[WORK REQUIRED] Your answer should be one number: how many lines below hold the word "enum".

[RECORDS SHOWN]
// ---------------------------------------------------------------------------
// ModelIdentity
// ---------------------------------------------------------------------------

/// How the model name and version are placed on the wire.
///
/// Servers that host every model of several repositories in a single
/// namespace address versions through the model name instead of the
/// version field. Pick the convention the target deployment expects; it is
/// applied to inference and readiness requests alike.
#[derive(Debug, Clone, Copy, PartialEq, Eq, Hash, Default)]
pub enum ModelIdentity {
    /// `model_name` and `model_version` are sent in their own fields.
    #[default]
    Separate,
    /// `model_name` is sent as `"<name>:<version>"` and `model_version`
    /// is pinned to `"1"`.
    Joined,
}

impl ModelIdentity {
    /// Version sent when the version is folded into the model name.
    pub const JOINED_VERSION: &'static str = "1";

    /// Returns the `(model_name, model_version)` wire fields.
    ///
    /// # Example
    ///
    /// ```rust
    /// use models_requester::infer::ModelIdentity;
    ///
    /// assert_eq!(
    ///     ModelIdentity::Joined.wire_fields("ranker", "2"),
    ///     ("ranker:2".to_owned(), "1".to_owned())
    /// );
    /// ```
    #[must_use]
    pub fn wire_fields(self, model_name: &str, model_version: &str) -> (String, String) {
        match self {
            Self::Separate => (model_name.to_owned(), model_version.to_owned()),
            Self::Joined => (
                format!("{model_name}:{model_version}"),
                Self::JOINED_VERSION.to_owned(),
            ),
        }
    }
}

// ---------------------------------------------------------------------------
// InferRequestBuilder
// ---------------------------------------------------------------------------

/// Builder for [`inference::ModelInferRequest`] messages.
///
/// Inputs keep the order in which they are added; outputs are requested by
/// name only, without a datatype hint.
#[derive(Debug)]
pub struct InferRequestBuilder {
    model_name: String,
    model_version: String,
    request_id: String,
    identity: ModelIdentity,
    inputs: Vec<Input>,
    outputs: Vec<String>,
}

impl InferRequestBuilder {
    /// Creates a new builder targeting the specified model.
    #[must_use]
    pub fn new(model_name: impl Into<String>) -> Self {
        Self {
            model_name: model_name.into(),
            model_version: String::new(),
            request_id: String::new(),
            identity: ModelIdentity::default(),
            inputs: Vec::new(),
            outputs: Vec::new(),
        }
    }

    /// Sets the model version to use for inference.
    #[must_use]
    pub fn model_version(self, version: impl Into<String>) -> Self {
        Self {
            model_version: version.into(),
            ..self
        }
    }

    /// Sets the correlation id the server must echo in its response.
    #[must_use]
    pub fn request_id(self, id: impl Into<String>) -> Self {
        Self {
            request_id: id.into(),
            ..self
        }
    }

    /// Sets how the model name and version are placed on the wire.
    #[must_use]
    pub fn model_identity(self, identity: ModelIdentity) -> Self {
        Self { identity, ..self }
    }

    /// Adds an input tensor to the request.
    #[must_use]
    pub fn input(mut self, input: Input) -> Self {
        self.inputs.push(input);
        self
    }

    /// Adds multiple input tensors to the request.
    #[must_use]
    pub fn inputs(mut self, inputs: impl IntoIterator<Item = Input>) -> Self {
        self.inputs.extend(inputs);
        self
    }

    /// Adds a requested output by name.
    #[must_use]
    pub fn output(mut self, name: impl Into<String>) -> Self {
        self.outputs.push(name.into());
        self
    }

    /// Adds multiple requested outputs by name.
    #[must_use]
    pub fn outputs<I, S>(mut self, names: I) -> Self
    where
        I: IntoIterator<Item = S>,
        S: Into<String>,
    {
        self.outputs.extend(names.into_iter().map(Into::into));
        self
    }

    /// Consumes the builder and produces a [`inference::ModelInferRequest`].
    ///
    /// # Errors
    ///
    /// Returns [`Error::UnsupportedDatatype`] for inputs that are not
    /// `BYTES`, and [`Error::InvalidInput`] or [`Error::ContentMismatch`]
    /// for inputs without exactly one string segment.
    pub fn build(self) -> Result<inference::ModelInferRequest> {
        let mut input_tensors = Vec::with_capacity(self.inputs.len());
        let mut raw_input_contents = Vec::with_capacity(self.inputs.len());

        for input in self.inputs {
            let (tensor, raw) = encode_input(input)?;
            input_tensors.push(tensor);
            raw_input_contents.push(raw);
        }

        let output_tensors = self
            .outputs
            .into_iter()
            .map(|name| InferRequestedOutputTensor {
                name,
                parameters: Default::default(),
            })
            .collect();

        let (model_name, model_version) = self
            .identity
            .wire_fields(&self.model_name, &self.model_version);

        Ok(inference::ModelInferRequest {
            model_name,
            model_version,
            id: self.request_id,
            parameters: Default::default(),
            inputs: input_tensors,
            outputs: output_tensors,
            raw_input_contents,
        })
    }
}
==
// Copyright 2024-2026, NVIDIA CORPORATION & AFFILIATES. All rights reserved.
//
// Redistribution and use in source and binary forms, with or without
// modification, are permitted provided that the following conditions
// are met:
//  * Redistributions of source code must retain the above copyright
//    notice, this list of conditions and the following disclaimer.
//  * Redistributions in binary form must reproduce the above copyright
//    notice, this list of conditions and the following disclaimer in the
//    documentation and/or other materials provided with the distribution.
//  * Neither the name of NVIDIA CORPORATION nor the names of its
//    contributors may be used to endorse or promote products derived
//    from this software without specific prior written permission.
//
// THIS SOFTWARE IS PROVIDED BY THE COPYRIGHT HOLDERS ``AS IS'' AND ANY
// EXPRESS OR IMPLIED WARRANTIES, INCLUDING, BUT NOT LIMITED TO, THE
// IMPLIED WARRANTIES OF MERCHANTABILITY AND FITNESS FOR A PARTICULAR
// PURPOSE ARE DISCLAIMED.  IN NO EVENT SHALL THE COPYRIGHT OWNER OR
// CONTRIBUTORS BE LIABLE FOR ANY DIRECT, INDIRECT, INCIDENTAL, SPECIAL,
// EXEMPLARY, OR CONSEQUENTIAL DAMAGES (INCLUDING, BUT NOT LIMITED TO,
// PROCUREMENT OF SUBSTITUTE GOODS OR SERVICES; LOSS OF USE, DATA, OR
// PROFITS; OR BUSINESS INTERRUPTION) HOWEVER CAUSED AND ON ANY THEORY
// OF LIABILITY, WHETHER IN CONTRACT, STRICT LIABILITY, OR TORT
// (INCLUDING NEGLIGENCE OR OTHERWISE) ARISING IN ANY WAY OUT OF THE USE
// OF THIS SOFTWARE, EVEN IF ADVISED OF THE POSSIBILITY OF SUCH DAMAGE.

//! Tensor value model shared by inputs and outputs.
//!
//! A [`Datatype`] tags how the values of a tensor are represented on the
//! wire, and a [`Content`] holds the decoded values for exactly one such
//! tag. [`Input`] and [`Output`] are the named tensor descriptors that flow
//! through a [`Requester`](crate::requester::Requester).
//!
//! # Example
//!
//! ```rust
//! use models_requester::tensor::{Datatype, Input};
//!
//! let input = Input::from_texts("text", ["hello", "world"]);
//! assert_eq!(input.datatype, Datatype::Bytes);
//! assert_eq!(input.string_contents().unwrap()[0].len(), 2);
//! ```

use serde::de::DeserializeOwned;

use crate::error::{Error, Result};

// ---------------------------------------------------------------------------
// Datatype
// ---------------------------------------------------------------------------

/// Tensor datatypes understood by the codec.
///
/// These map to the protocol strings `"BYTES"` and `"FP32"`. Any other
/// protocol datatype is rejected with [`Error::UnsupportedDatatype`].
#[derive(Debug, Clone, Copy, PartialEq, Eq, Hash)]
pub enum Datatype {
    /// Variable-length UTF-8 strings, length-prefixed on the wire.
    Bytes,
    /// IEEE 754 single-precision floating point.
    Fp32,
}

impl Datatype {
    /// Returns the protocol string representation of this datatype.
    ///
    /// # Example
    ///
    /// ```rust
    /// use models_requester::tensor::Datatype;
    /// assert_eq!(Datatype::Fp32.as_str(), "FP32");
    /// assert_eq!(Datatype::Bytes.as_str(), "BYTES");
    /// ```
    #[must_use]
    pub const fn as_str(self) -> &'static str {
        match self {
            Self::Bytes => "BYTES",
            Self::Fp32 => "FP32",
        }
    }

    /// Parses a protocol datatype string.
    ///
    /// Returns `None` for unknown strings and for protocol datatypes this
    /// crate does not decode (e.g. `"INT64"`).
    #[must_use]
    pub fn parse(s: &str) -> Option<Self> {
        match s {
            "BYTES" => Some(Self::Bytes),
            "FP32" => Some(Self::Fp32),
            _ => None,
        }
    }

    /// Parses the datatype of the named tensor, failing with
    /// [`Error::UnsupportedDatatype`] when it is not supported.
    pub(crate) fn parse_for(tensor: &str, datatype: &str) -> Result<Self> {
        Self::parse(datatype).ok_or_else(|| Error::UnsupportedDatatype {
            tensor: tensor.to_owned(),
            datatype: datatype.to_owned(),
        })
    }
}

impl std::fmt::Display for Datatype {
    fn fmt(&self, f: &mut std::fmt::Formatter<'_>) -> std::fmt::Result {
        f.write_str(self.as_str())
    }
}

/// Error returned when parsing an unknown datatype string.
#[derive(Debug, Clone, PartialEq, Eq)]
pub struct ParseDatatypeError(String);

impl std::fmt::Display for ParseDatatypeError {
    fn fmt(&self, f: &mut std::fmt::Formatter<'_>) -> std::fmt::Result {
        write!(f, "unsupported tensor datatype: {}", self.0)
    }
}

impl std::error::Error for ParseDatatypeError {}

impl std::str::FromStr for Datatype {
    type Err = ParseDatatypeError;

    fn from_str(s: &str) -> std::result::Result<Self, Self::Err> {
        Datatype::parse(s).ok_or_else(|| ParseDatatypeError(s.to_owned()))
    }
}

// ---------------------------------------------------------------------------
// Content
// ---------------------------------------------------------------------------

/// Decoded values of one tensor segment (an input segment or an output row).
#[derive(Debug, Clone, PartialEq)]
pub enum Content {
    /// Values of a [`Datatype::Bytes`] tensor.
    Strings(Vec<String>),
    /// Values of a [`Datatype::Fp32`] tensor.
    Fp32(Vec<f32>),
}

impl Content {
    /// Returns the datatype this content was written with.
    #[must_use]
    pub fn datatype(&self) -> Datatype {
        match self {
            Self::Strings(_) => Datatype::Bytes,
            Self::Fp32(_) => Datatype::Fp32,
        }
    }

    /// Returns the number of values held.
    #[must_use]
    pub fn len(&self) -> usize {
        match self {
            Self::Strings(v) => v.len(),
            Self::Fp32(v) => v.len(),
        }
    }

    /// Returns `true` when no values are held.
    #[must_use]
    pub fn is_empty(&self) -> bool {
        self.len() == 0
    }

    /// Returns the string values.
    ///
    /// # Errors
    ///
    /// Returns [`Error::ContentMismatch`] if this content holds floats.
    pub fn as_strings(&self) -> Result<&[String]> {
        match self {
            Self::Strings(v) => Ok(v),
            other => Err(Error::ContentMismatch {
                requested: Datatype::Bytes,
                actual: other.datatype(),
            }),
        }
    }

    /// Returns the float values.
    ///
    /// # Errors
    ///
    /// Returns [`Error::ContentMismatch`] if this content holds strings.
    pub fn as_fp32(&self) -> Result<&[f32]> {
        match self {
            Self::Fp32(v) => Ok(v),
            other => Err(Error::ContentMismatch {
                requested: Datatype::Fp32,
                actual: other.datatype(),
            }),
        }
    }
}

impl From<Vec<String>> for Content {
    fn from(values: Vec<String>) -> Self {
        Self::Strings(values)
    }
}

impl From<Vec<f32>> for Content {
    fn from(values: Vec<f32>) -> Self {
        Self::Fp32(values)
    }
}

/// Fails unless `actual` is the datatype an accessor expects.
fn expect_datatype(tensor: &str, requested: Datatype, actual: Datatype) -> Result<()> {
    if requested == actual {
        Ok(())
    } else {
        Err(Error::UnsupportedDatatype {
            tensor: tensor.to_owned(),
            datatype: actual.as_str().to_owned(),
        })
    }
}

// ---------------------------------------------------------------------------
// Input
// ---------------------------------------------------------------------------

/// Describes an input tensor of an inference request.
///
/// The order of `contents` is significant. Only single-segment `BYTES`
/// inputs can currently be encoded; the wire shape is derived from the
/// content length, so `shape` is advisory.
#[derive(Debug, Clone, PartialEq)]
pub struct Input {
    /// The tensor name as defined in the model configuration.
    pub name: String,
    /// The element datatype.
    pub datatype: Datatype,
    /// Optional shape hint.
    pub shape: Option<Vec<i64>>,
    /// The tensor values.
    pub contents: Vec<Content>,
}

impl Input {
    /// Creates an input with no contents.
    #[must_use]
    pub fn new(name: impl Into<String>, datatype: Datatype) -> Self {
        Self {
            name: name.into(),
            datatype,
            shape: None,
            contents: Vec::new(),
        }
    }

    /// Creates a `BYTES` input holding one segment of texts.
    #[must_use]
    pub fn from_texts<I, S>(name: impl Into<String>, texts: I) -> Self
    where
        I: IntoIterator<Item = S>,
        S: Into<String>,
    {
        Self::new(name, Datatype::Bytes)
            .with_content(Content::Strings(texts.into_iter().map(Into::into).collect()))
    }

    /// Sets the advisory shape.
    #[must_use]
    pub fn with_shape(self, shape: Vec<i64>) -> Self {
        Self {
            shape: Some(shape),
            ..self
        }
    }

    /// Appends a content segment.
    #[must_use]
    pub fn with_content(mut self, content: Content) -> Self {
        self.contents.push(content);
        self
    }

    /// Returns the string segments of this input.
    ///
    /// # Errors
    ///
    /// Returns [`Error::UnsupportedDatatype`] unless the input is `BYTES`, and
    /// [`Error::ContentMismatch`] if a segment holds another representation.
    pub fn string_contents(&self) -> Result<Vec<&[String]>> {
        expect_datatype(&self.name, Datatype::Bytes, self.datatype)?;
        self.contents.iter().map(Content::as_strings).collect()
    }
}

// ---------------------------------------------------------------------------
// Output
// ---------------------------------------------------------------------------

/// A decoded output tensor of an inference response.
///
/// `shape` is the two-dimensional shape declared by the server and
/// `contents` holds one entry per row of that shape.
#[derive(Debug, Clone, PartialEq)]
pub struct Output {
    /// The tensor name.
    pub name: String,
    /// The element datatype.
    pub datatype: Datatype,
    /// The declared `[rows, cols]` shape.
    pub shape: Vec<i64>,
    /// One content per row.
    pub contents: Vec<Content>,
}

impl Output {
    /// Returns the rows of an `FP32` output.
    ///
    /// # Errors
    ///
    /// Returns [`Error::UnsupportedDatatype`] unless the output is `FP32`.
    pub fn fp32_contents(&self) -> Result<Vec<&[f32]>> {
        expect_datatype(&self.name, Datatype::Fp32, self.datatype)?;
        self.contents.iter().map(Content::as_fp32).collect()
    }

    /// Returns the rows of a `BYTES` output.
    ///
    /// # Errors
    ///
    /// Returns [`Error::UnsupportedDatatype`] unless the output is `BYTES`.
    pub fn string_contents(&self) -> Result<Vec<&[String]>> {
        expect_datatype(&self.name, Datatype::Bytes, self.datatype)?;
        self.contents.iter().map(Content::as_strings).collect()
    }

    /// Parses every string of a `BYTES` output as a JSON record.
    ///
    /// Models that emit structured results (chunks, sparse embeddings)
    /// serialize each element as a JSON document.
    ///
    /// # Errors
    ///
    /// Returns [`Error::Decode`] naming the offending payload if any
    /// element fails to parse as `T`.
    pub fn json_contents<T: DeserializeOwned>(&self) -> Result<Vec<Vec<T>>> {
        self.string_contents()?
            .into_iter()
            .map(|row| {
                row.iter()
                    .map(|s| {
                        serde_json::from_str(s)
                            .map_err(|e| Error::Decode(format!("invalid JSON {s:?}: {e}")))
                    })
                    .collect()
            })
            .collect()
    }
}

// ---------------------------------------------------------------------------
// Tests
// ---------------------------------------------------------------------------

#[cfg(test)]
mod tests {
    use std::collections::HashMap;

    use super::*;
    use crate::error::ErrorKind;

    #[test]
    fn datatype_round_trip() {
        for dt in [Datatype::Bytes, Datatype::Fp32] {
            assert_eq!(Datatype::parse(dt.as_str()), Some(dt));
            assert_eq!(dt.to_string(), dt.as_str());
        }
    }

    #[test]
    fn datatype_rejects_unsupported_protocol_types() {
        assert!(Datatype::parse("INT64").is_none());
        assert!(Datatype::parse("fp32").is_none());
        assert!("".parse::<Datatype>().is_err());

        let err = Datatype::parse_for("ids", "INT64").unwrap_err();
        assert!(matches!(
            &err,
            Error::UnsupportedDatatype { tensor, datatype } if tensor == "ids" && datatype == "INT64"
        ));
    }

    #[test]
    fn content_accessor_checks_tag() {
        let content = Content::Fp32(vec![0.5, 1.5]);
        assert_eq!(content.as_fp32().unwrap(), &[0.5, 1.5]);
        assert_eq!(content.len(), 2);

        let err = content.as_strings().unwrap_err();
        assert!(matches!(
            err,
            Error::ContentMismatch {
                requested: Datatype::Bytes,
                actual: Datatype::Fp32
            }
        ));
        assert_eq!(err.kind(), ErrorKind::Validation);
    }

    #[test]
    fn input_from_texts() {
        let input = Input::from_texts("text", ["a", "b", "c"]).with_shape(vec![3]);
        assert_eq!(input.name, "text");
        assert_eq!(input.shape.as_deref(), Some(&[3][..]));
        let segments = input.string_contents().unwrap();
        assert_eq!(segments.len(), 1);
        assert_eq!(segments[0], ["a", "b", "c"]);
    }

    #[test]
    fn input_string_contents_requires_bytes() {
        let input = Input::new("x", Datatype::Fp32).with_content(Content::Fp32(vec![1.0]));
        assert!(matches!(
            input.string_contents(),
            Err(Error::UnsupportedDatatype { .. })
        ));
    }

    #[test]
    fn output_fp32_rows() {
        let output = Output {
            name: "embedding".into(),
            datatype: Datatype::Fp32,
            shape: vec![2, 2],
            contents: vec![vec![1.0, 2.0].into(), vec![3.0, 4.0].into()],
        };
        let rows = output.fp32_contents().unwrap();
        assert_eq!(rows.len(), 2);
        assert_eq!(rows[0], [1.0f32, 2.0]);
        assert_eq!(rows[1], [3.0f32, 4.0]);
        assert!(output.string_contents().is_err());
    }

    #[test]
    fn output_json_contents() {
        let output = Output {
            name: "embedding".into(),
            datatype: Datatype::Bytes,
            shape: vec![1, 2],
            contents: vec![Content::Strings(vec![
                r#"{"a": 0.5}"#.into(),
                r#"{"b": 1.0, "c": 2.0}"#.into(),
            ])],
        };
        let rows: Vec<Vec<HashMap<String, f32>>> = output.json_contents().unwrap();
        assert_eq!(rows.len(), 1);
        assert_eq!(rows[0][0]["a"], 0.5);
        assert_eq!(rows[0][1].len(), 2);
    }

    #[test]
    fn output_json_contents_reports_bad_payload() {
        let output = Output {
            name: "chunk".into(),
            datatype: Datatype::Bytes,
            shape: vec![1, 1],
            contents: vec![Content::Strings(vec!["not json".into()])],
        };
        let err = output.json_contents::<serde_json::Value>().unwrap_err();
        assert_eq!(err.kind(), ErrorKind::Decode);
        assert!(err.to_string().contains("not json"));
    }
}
---
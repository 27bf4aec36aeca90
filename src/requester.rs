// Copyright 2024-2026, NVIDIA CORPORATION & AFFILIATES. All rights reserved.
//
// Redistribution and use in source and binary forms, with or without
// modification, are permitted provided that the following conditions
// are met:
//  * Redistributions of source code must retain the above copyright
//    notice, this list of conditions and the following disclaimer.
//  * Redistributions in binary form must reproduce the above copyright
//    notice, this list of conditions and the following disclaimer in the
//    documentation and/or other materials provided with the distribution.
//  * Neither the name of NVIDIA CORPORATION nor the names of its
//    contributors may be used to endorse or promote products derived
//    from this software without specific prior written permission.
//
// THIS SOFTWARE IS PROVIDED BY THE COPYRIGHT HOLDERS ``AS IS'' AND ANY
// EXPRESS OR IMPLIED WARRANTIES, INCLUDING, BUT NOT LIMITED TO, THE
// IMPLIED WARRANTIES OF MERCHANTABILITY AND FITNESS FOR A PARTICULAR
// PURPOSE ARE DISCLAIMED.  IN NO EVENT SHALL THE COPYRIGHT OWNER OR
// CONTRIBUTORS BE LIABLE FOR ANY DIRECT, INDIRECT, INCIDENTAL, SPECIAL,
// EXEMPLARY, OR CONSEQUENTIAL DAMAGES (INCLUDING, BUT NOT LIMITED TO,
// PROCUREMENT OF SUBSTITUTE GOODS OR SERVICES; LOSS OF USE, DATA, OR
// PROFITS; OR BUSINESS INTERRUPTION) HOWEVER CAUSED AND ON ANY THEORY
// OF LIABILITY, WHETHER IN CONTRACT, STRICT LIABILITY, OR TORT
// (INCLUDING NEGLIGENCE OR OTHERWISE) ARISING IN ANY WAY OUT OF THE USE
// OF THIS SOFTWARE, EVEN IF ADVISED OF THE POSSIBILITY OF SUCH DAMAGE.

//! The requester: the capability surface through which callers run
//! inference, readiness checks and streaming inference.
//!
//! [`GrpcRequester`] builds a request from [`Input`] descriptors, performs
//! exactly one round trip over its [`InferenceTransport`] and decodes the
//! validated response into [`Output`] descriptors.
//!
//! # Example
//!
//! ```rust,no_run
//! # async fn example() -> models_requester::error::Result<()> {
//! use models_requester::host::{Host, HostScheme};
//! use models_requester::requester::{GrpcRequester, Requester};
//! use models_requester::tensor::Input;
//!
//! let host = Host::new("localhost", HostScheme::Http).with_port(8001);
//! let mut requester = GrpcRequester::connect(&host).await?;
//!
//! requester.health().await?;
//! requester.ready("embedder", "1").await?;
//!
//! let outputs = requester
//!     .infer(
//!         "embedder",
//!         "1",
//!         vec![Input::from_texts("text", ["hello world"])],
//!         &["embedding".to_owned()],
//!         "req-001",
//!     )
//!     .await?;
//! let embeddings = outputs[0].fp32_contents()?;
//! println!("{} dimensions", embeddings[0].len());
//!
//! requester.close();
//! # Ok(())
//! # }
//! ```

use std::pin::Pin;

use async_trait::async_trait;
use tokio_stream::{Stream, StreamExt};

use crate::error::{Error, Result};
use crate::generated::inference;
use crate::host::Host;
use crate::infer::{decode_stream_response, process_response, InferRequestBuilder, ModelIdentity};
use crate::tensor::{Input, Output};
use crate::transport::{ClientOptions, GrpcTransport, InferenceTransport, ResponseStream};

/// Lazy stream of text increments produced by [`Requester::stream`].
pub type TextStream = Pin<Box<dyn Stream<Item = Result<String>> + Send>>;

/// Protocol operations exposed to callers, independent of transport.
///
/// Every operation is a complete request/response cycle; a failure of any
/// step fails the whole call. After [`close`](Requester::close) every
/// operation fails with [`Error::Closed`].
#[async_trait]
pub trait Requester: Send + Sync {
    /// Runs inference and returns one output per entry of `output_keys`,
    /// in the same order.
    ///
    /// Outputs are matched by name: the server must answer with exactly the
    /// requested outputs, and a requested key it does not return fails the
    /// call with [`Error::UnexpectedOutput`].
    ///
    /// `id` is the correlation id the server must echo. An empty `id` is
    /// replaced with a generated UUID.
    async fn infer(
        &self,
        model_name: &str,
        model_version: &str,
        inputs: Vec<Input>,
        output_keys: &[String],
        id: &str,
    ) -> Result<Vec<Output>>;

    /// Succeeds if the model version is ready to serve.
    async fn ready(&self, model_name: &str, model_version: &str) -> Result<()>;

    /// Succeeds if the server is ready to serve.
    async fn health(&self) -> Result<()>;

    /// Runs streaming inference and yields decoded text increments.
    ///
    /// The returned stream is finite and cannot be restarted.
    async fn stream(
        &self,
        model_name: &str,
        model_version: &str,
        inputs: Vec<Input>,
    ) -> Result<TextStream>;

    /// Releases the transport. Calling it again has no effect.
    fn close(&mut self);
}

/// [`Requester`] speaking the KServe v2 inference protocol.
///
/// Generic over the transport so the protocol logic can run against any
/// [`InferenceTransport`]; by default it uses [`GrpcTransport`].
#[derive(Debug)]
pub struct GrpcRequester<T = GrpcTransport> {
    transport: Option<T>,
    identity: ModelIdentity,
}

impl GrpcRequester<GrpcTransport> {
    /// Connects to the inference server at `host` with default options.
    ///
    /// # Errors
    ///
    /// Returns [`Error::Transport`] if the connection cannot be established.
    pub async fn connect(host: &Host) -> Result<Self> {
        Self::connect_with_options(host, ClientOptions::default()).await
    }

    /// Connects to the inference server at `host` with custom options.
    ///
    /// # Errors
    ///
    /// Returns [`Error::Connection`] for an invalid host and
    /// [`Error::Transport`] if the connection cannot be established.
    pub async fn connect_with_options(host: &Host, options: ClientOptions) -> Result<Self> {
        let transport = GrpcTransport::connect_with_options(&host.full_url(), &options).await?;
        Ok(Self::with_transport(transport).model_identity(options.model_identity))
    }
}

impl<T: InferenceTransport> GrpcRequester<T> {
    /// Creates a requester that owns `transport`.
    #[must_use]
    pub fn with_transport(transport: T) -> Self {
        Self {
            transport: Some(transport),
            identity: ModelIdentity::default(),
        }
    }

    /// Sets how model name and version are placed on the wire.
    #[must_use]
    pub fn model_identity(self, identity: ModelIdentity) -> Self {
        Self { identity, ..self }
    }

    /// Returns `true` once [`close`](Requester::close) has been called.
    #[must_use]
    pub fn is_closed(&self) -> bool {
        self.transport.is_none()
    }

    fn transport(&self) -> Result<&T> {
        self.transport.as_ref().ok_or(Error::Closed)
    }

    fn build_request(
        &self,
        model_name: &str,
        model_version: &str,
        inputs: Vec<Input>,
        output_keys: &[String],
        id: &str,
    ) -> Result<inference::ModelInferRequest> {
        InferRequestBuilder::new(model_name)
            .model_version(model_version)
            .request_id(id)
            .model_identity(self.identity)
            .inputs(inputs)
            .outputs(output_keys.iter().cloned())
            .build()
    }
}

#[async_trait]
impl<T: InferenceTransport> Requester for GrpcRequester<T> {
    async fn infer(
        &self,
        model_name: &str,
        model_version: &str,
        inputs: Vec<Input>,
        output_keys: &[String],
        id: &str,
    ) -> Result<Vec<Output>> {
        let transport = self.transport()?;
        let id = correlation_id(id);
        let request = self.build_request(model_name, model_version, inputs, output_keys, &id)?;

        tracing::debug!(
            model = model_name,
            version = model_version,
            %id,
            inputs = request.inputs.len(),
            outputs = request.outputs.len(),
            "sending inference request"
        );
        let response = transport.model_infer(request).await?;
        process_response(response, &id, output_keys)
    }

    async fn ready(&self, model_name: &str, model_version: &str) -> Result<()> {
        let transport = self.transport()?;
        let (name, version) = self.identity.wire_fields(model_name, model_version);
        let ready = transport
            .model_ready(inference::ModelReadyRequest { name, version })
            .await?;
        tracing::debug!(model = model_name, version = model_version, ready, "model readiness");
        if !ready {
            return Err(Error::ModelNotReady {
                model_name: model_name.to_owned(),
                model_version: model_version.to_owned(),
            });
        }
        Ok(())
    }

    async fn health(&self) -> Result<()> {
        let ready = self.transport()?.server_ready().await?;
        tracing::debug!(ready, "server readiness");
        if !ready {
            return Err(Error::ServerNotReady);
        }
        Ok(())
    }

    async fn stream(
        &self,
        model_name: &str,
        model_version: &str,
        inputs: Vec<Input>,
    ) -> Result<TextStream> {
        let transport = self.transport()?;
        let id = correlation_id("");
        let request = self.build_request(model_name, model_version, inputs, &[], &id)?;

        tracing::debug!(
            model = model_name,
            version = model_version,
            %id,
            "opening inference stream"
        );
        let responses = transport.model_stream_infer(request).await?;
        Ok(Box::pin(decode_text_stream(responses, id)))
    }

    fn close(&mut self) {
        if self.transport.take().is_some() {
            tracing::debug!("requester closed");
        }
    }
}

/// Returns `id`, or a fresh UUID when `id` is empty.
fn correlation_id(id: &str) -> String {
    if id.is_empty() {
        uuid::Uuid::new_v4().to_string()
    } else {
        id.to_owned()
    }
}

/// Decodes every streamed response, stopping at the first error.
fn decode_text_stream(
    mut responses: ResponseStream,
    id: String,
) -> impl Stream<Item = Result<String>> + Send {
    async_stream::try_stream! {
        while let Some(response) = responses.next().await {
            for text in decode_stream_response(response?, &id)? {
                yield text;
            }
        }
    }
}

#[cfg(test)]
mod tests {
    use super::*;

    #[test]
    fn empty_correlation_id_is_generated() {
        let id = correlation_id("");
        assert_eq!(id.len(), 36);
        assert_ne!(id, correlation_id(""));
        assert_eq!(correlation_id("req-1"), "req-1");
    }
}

[PROBLEM SOLUTION] 3